DATA TO USE:
== Segment start ==

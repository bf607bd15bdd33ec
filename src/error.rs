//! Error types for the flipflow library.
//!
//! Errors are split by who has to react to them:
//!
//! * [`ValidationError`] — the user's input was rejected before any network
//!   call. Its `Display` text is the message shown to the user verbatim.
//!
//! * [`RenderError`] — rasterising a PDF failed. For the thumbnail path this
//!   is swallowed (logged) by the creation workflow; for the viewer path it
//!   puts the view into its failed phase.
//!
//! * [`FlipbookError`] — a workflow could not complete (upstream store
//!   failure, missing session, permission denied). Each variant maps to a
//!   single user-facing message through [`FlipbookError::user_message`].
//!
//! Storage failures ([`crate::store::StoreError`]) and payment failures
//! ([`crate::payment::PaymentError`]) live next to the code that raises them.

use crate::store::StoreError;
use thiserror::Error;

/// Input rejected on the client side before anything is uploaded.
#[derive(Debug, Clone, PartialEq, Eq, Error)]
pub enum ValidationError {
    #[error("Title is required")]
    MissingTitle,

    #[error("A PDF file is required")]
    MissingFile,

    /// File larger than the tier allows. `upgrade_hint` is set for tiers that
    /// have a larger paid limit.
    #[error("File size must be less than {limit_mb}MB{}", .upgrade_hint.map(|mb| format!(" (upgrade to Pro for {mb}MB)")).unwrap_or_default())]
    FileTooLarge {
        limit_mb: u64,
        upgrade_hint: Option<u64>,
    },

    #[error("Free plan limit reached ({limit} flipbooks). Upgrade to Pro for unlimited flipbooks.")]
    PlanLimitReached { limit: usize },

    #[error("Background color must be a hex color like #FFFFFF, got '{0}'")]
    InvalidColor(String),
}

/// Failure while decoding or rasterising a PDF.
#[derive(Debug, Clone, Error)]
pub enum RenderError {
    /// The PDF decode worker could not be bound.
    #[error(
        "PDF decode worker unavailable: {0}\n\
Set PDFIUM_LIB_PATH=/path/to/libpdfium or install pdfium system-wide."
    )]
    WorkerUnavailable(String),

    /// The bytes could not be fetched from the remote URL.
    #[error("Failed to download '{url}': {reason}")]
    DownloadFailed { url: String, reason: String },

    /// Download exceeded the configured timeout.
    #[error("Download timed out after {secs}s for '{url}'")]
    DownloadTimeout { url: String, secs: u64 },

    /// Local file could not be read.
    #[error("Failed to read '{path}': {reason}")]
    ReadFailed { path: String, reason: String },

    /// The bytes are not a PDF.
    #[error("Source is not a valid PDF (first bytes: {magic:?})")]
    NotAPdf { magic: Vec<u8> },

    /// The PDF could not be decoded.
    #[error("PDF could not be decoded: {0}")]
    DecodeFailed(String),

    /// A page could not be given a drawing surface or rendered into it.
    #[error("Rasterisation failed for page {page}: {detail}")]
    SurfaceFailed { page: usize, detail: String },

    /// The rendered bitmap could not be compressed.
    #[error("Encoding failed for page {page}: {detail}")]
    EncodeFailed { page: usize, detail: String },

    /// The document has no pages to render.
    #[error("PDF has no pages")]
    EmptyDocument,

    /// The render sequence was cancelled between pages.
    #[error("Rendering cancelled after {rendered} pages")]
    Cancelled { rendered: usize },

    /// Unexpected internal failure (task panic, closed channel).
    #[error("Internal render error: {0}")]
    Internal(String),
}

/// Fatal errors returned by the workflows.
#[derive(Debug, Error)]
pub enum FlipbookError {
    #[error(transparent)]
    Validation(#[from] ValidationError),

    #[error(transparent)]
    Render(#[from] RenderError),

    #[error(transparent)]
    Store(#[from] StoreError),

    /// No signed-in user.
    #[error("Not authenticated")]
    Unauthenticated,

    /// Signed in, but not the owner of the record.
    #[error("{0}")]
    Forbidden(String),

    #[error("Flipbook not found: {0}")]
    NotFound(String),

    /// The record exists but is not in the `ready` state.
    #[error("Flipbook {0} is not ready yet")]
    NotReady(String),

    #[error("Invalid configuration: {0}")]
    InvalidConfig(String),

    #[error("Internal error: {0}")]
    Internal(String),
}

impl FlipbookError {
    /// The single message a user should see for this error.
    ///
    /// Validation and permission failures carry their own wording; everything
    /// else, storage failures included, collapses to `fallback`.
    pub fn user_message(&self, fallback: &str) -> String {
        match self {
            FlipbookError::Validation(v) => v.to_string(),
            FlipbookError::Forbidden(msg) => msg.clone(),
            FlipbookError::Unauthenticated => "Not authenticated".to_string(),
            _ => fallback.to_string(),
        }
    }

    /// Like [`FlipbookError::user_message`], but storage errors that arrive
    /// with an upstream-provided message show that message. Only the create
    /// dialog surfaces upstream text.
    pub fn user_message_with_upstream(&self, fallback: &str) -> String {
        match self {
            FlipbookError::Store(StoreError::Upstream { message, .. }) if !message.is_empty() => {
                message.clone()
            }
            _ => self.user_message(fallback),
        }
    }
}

== Segment end ==

TASK:
From the records above, return each line that has the string "crate".

SOLUTION FOR THIS TASK:
//! Storage failures ([`crate::store::StoreError`]) and payment failures
//! ([`crate::payment::PaymentError`]) live next to the code that raises them.
use crate::store::StoreError;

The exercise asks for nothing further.